(SUPPLIED INFORMATION begins)

//! Poll scheduler driving one keeper.
//!
//! Each iteration collects opportunities and executes them one by one. An
//! error escaping the iteration sends the loop into backoff. Shutdown is
//! observed at every sleep; an in-flight receipt wait always completes.

use crate::error::KeeperResult;
use crate::executor::{ExecutionEngine, ExecutionOutcome};
use crate::keepers::Keeper;
use std::sync::Arc;
use std::time::Duration;
use tokio::sync::watch;
use tracing::{error, info, instrument, warn};

#[derive(Debug, Clone, Copy, PartialEq, Eq)]
pub struct SchedulerConfig {
    pub poll_interval: Duration,
    pub inter_opportunity_delay: Duration,
    pub backoff: Duration,
}

impl Default for SchedulerConfig {
    fn default() -> Self {
        Self {
            poll_interval: Duration::from_secs(30),
            inter_opportunity_delay: Duration::from_secs(5),
            backoff: Duration::from_secs(60),
        }
    }
}

/// Outcome counts for one iteration.
#[derive(Debug, Clone, Copy, Default, PartialEq, Eq)]
pub struct IterationSummary {
    pub opportunities: usize,
    pub confirmed: usize,
    pub reverted: usize,
    pub timed_out: usize,
    pub skipped: usize,
    pub submit_failed: usize,
    /// Opportunities left unexecuted because of shutdown
    pub abandoned: usize,
}

impl IterationSummary {
    fn record(&mut self, outcome: &ExecutionOutcome) {
        match outcome {
            ExecutionOutcome::Confirmed { .. } => self.confirmed += 1,
            ExecutionOutcome::Reverted { .. } => self.reverted += 1,
            ExecutionOutcome::TimedOut { .. } => self.timed_out += 1,
            ExecutionOutcome::Skipped { .. } => self.skipped += 1,
            ExecutionOutcome::SubmitFailed { .. } => self.submit_failed += 1,
        }
    }

    pub fn executed(&self) -> usize {
        self.confirmed + self.reverted + self.timed_out + self.skipped + self.submit_failed
    }
}

pub struct PollScheduler {
    keeper: Arc<dyn Keeper>,
    engine: Arc<ExecutionEngine>,
    config: SchedulerConfig,
    shutdown: watch::Receiver<bool>,
}

impl PollScheduler {
    pub fn new(
        keeper: Arc<dyn Keeper>,
        engine: Arc<ExecutionEngine>,
        config: SchedulerConfig,
        shutdown: watch::Receiver<bool>,
    ) -> Self {
        Self {
            keeper,
            engine,
            config,
            shutdown,
        }
    }

    fn shutdown_requested(&self) -> bool {
        *self.shutdown.borrow()
    }

    /// Sleep unless shutdown arrives first. Returns `false` on shutdown.
    async fn pause(&mut self, duration: Duration) -> bool {
        let sleep = tokio::time::sleep(duration);
        tokio::pin!(sleep);
        loop {
            if self.shutdown_requested() {
                return false;
            }
            tokio::select! {
                _ = &mut sleep => return true,
                changed = self.shutdown.changed() => {
                    // sender dropped
                    if changed.is_err() {
                        return false;
                    }
                }
            }
        }
    }

    /// Run until shutdown.
    pub async fn run(mut self) {
        let name = self.keeper.name();
        info!(
            keeper = name,
            poll_interval_secs = self.config.poll_interval.as_secs(),
            backoff_secs = self.config.backoff.as_secs(),
            "Keeper loop started"
        );

        loop {
            let delay = match self.run_iteration().await {
                Ok(_) => self.config.poll_interval,
                Err(e) => {
                    error!(
                        keeper = name,
                        kind = e.kind(),
                        error = %e,
                        "Iteration failed, backing off"
                    );
                    self.config.backoff
                }
            };
            if !self.pause(delay).await {
                break;
            }
        }

        info!(keeper = name, "Keeper loop stopped");
    }

    /// One polling iteration: collect, execute sequentially, summarize.
    #[instrument(skip(self), fields(keeper = self.keeper.name()))]
    pub async fn run_iteration(&mut self) -> KeeperResult<IterationSummary> {
        let opportunities = self.keeper.collect_opportunities().await?;
        let mut summary = IterationSummary {
            opportunities: opportunities.len(),
            ..Default::default()
        };

        for (index, opportunity) in opportunities.iter().enumerate() {
            if self.shutdown_requested() {
                summary.abandoned = opportunities.len() - index;
                warn!(
                    remaining = summary.abandoned,
                    "Shutdown requested, not submitting remaining opportunities"
                );
                break;
            }

            let outcome = self.engine.execute(opportunity).await;
            info!(opportunity = %opportunity, outcome = %outcome, "Opportunity processed");
            summary.record(&outcome);

            if !self.pause(self.config.inter_opportunity_delay).await {
                summary.abandoned = opportunities.len() - index - 1;
                if summary.abandoned > 0 {
                    warn!(
                    remaining = summary.abandoned,
                    "Shutdown requested, not submitting remaining opportunities"
                );
                }
                break;
            }
        }

        info!(
            opportunities = summary.opportunities,
            confirmed = summary.confirmed,
            reverted = summary.reverted,
            timed_out = summary.timed_out,
            skipped = summary.skipped,
            submit_failed = summary.submit_failed,
            abandoned = summary.abandoned,
            "Iteration complete"
        );
        Ok(summary)
    }
}

#[cfg(test)]
mod tests {
    use super::*;
    use crate::error::KeeperError;
    use crate::opportunity::Opportunity;
    use crate::testing::MockSender;
    use alloy::primitives::{Address, U256};
    use async_trait::async_trait;
    use keeper_chain::EnforcementCall;
    use parking_lot::Mutex;
    use std::collections::VecDeque;
    use std::sync::atomic::{AtomicUsize, Ordering};
    use tokio::time::Instant;

    /// Replays scripted iteration results, then keeps returning no opportunities.
    struct ScriptedKeeper {
        script: Mutex<VecDeque<KeeperResult<Vec<Opportunity>>>>,
        calls: AtomicUsize,
        polled_at: Mutex<Vec<Instant>>,
    }

    impl ScriptedKeeper {
        fn new(script: Vec<KeeperResult<Vec<Opportunity>>>) -> Self {
            Self {
                script: Mutex::new(script.into()),
                calls: AtomicUsize::new(0),
                polled_at: Mutex::new(Vec::new()),
            }
        }
    }

    #[async_trait]
    impl Keeper for ScriptedKeeper {
        fn name(&self) -> &'static str {
            "scripted"
        }

        async fn collect_opportunities(&self) -> KeeperResult<Vec<Opportunity>> {
            self.calls.fetch_add(1, Ordering::SeqCst);
            self.polled_at.lock().push(Instant::now());
            self.script.lock().pop_front().unwrap_or_else(|| Ok(Vec::new()))
        }
    }

    fn reset(id: u64) -> Opportunity {
        Opportunity::AuctionReset {
            auction_id: U256::from(id),
            reason: crate::auction::ResetReason::ProtocolFlag,
        }
    }

    fn scheduler(
        keeper: Arc<ScriptedKeeper>,
        sender: &Arc<MockSender>,
        shutdown: watch::Receiver<bool>,
    ) -> PollScheduler {
        let engine = Arc::new(ExecutionEngine::new(sender.clone()));
        PollScheduler::new(keeper, engine, SchedulerConfig::default(), shutdown)
    }

    #[tokio::test(start_paused = true)]
    async fn test_executes_opportunities_in_order() {
        let script = vec![Ok(vec![reset(3), reset(1), reset(2)])];
        let keeper = Arc::new(ScriptedKeeper::new(script));
        let sender = Arc::new(MockSender::new(Address::repeat_byte(0xee)));
        let (_tx, rx) = watch::channel(false);

        let summary = scheduler(keeper, &sender, rx).run_iteration().await.unwrap();

        assert_eq!(summary.opportunities, 3);
        assert_eq!(summary.confirmed, 3);
        let ids: Vec<U256> = sender
            .submitted_calls()
            .into_iter()
            .map(|call| match call {
                EnforcementCall::TriggerAuctionReset { auction_id, .. } => auction_id,
                other => panic!("unexpected call {other}"),
            })
            .collect();
        assert_eq!(ids, vec![U256::from(3u64), U256::from(1u64), U256::from(2u64)]);
    }

    #[tokio::test(start_paused = true)]
    async fn test_outcomes_are_counted() {
        let keeper = Arc::new(ScriptedKeeper::new(vec![Ok(vec![reset(1), reset(2)])]));
        let sender = Arc::new(MockSender::new(Address::repeat_byte(0xee)));
        *sender.estimate.lock() = None;
        let (_tx, rx) = watch::channel(false);

        let summary = scheduler(keeper, &sender, rx).run_iteration().await.unwrap();

        assert_eq!(summary.skipped, 2);
        assert_eq!(summary.executed(), 2);
        assert!(sender.submitted.lock().is_empty());
    }

    #[tokio::test(start_paused = true)]
    async fn test_shutdown_stops_remaining_submissions() {
        let script = vec![Ok(vec![reset(1), reset(2), reset(3)])];
        let keeper = Arc::new(ScriptedKeeper::new(script));
        let sender = Arc::new(MockSender::new(Address::repeat_byte(0xee)));
        let (tx, rx) = watch::channel(false);
        let mut scheduler = scheduler(keeper, &sender, rx);

        let stopper = tokio::spawn(async move {
            tokio::time::sleep(Duration::from_secs(2)).await;
            tx.send(true).ok();
            tx
        });

        let summary = scheduler.run_iteration().await.unwrap();
        let _tx = stopper.await.unwrap();

        assert_eq!(summary.confirmed, 1);
        assert_eq!(summary.abandoned, 2);
        assert_eq!(sender.submitted.lock().len(), 1);
    }

    /// Paused-clock timers fire on millisecond ticks.
    fn assert_gap(earlier: Instant, later: Instant, expected: Duration) {
        let gap = later - earlier;
        assert!(
            gap >= expected && gap <= expected + Duration::from_millis(10),
            "gap {gap:?}, expected {expected:?}"
        );
    }

    #[tokio::test(start_paused = true)]
    async fn test_run_spaces_submissions_and_iterations() {
        let keeper = Arc::new(ScriptedKeeper::new(vec![Ok(vec![reset(1), reset(2)])]));
        let sender = Arc::new(MockSender::new(Address::repeat_byte(0xee)));
        let (tx, rx) = watch::channel(false);
        let handle = tokio::spawn(scheduler(keeper.clone(), &sender, rx).run());

        // submissions at t=0 and t=5, iteration ends after the second 5s
        // delay at t=10, next poll 30s later at t=40
        tokio::time::sleep(Duration::from_secs(39)).await;
        assert_eq!(keeper.calls.load(Ordering::SeqCst), 1);

        tokio::time::sleep(Duration::from_secs(2)).await;
        assert_eq!(keeper.calls.load(Ordering::SeqCst), 2);

        tx.send(true).unwrap();
        handle.await.unwrap();

        let submitted_at = sender.submitted_at.lock().clone();
        let polled_at = keeper.polled_at.lock().clone();
        assert_eq!(submitted_at.len(), 2);
        assert_eq!(polled_at.len(), 2);
        assert_gap(polled_at[0], submitted_at[0], Duration::ZERO);
        assert_gap(submitted_at[0], submitted_at[1], Duration::from_secs(5));
        assert_gap(submitted_at[1], polled_at[1], Duration::from_secs(5 + 30));
    }

    #[tokio::test(start_paused = true)]
    async fn test_run_backs_off_and_exits_on_shutdown() {
        let keeper = Arc::new(ScriptedKeeper::new(vec![
            Err(KeeperError::connectivity("reference price", anyhow::anyhow!("refused"))),
            Ok(vec![reset(1)]),
        ]));
        let sender = Arc::new(MockSender::new(Address::repeat_byte(0xee)));
        let (tx, rx) = watch::channel(false);
        let handle = tokio::spawn(scheduler(keeper.clone(), &sender, rx).run());

        // first iteration fails at t=0, backoff 60s, second iteration at t=60
        tokio::time::sleep(Duration::from_secs(59)).await;
        assert_eq!(keeper.calls.load(Ordering::SeqCst), 1);
        assert!(sender.submitted.lock().is_empty());

        tokio::time::sleep(Duration::from_secs(2)).await;
        assert_eq!(keeper.calls.load(Ordering::SeqCst), 2);
        assert_eq!(sender.submitted.lock().len(), 1);

        tx.send(true).unwrap();
        handle.await.unwrap();
        assert_eq!(keeper.calls.load(Ordering::SeqCst), 2);
    }

    #[tokio::test(start_paused = true)]
    async fn test_run_exits_when_shutdown_already_set() {
        let keeper = Arc::new(ScriptedKeeper::new(vec![]));
        let sender = Arc::new(MockSender::new(Address::repeat_byte(0xee)));
        let (tx, rx) = watch::channel(false);
        tx.send(true).unwrap();

        scheduler(keeper.clone(), &sender, rx).run().await;
        assert_eq!(keeper.calls.load(Ordering::SeqCst), 1);
    }
}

(SUPPLIED INFORMATION ends)

PROBLEM TO WORK ON:
Scan the material above for lines that contain the string "index", and copy each such line.

COMPLETED EXERCISE:
        for (index, opportunity) in opportunities.iter().enumerate() {
                summary.abandoned = opportunities.len() - index;
                summary.abandoned = opportunities.len() - index - 1;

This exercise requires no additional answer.